As yet another example, circuitry for the charger 102 can be deployed on a circuit board or the like that is included in a product display assembly for presenting the electronic device 104 to customers. Examples of product display assemblies 102 that can be adapted for use in the practice of the embodiments described herein are disclosed in U.S. Pat. Nos. 8,558,688, 8,698,617, 8,698,618, and 9,786,140; and U.S. Patent Application Publication Nos. 2014/0159898, 2017/0032636, 2017/0164314, and 2017/0300721, the entire disclosures of each of which are incorporated herein by reference.
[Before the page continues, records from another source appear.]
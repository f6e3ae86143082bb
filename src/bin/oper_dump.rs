//! Operational data dump
//!
//! Runs one get-items request through the same callbacks the datastore
//! would invoke, against an inventory snapshot and schema-mount file, and
//! prints the resulting tree.
//!
//! Usage:
//!   oper-dump --config demos/config.json devices
//!   oper-dump --inventory inv.json --schema-mount sm.json device-data --device onu-1
//!   oper-dump --config demos/config.json --format cbor --output vlans.cbor vlans

use std::io::Write;
use std::path::PathBuf;
use std::process::ExitCode;
use std::sync::Arc;

use clap::{Parser, Subcommand, ValueEnum};
use rust_schemamount::config::BridgeConfig;
use rust_schemamount::device::DeviceId;
use rust_schemamount::inventory::InventoryProvider;
use rust_schemamount::mount::StaticExtData;
use rust_schemamount::plugin::{Plugin, PluginBuilder, RequestKind};
use rust_schemamount::schema::SchemaContext;
use rust_schemamount::session::LocalSession;
use rust_schemamount::sr_types::ErrorCode;
use rust_schemamount::translation::{self, DATASTORE_MODULES};
use rust_schemamount::tree::DataTree;
use rust_schemamount::{BridgeError, Result};
use tracing::{error, info};
use tracing_subscriber::EnvFilter;

#[derive(Parser, Debug)]
#[command(name = "oper-dump")]
#[command(about = "Dump operational data served by the schema-mount bridge")]
struct Args {
    #[command(subcommand)]
    command: Command,

    /// Configuration file (JSON)
    #[arg(short, long)]
    config: Option<PathBuf>,

    /// Extension data file of the device mount point, overrides the config
    #[arg(long)]
    schema_mount: Option<PathBuf>,

    /// Inventory snapshot, overrides the config
    #[arg(short, long)]
    inventory: Option<PathBuf>,

    /// Log level, overrides the config
    #[arg(long)]
    log_level: Option<String>,

    /// Output encoding
    #[arg(short, long, value_enum, default_value = "json")]
    format: Format,

    /// Write the tree to a file instead of stdout
    #[arg(short, long)]
    output: Option<PathBuf>,
}

#[derive(Subcommand, Debug)]
enum Command {
    /// Fleet enumeration
    Devices,
    /// Mounted device subtrees
    DeviceData {
        /// Only this device
        #[arg(short, long)]
        device: Option<String>,
    },
    /// Service profiles
    Services,
    /// VLAN translation profiles
    Vlans,
}

#[derive(ValueEnum, Clone, Copy, Debug)]
enum Format {
    Json,
    Cbor,
}

fn init_tracing(level: &str) {
    tracing_subscriber::fmt()
        .with_env_filter(EnvFilter::try_from_default_env().unwrap_or_else(|_| EnvFilter::new(level)))
        .with_target(false)
        .with_writer(std::io::stderr)
        .init();
}

fn load_config(args: &Args) -> Result<BridgeConfig> {
    let mut config = match &args.config {
        Some(path) => BridgeConfig::load(path)?,
        None => BridgeConfig::default(),
    };
    if let Some(path) = &args.schema_mount {
        config.schema_mount_path.clone_from(path);
    }
    if let Some(path) = &args.inventory {
        config.inventory_path = Some(path.clone());
    }
    if let Some(level) = &args.log_level {
        config.log_level.clone_from(level);
    }
    config.validate()?;
    Ok(config)
}

fn build_plugin(config: &BridgeConfig) -> Result<Plugin> {
    let inventory_path = config
        .inventory_path
        .as_ref()
        .ok_or_else(|| BridgeError::Config("no inventory file configured".to_string()))?;
    let inventory = Arc::new(InventoryProvider::from_file(inventory_path)?);
    info!(
        devices = inventory.snapshot().devices.len(),
        path = %inventory_path.display(),
        "inventory-loaded"
    );

    let ext_data = StaticExtData::from_file(&config.schema_mount_path)?;
    info!(path = %config.schema_mount_path.display(), "schema-mount-loaded");

    PluginBuilder::new()
        .devices(inventory.clone())
        .services(inventory)
        .mount_label(&config.mount_label)
        .ext_data(ext_data)
        .build()
}

fn request(command: &Command) -> (RequestKind, Option<String>) {
    match command {
        Command::Devices => (RequestKind::Devices, None),
        Command::DeviceData { device } => (
            RequestKind::DeviceData,
            device
                .as_deref()
                .map(|d| translation::device_data_path(&DeviceId::from(d))),
        ),
        Command::Services => (RequestKind::Services, None),
        Command::Vlans => (RequestKind::Vlans, None),
    }
}

fn write_tree(tree: &DataTree, format: Format, output: Option<&PathBuf>) -> Result<()> {
    let bytes = match format {
        Format::Json => {
            let mut text = tree.to_json_pretty()?;
            text.push('\n');
            text.into_bytes()
        }
        Format::Cbor => tree.to_cbor()?,
    };
    match output {
        Some(path) => std::fs::write(path, bytes)?,
        None => std::io::stdout().write_all(&bytes)?,
    }
    Ok(())
}

fn exit_code(code: ErrorCode) -> ExitCode {
    ExitCode::from(u8::try_from(code.as_i32()).unwrap_or(u8::MAX))
}

fn main() -> ExitCode {
    let args = Args::parse();

    let config = match load_config(&args) {
        Ok(config) => config,
        Err(e) => {
            eprintln!("oper-dump: {}", e);
            return exit_code(e.error_code());
        }
    };
    init_tracing(&config.log_level);

    let plugin = match build_plugin(&config) {
        Ok(plugin) => plugin,
        Err(e) => {
            error!(error = %e, "plugin-init-failed");
            return exit_code(e.error_code());
        }
    };

    let (kind, xpath) = request(&args.command);
    let Some(sub) = Plugin::subscriptions()
        .into_iter()
        .find(|s| s.xpath == kind.xpath())
    else {
        return exit_code(ErrorCode::Internal);
    };

    let session = LocalSession::new(
        1,
        Arc::new(SchemaContext::from_modules(DATASTORE_MODULES.iter().copied())),
    );
    let mut slot = None;
    let code = (sub.callback)(
        &session,
        1,
        sub.module_name,
        sub.xpath,
        xpath.as_deref(),
        1,
        &mut slot,
        &plugin,
    );
    if !code.is_success() {
        error!(code = code.as_i32(), "{}", code);
        return exit_code(code);
    }

    let tree = slot.unwrap_or_default();
    if let Err(e) = write_tree(&tree, args.format, args.output.as_ref()) {
        error!(error = %e, "cannot-write-output");
        return exit_code(e.error_code());
    }
    ExitCode::SUCCESS
}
FIGS. 13A and 13B reproduce FIGS. 27 and 28 from the incorporated '140 patent and show an example product display assembly 1300 that is further described in the '140 patent. The product display assembly 1300 shown by FIGS. 13A and 13B includes a puck assembly 1302 and a base assembly 1304. The electronic device 104 can be mounted on and electrically connected to the puck assembly 1302, and the puck assembly 1302 can be moved between (1) a rest position where the puck assembly 1302 rests on the base assembly 1304 (see FIG. 13A) and (2) a lift position where the puck assembly 1302 does not rest on the base assembly 1304 (see FIG. 13B). The product display assembly 1300 may optionally include a tether assembly 1310 that keeps the puck assembly 1302 connected to the base assembly 1304 even when the puck assembly 1302 is in the lift position. A power cable 1312 provides an electrical connection between the puck assembly 1302 and an electronic device 104 for display through which the electronic device 104 can be charged. The puck assembly 1302 can receive power from a power source via the base assembly 1304 when the puck assembly is at rest. Electrical contacts included on the puck assembly 1302 and base assembly 1304 can contact each other when the puck assembly 1302 is at rest, thereby forming an electrical connection through which power can be delivered from a power source (not shown) to the puck assembly 1302 via the base assembly 1304 and the electrical connection formed by the contacts. When the puck assembly 1302 is lifted, the contacts lose contact with each other, thereby breaking the electrical connection. Charger 102 can be included as part of a circuit board that is present in the puck assembly 1302 or the base assembly 1304 if desired by a practitioner. This charger 102 can control whether a charging signal is provided to the electronic device 104 via cable 1312.
While the invention has been described above in relation to its example embodiments, various modifications may be made thereto that still fall within the invention's scope. Such modifications to the invention will be recognizable upon review of the teachings herein.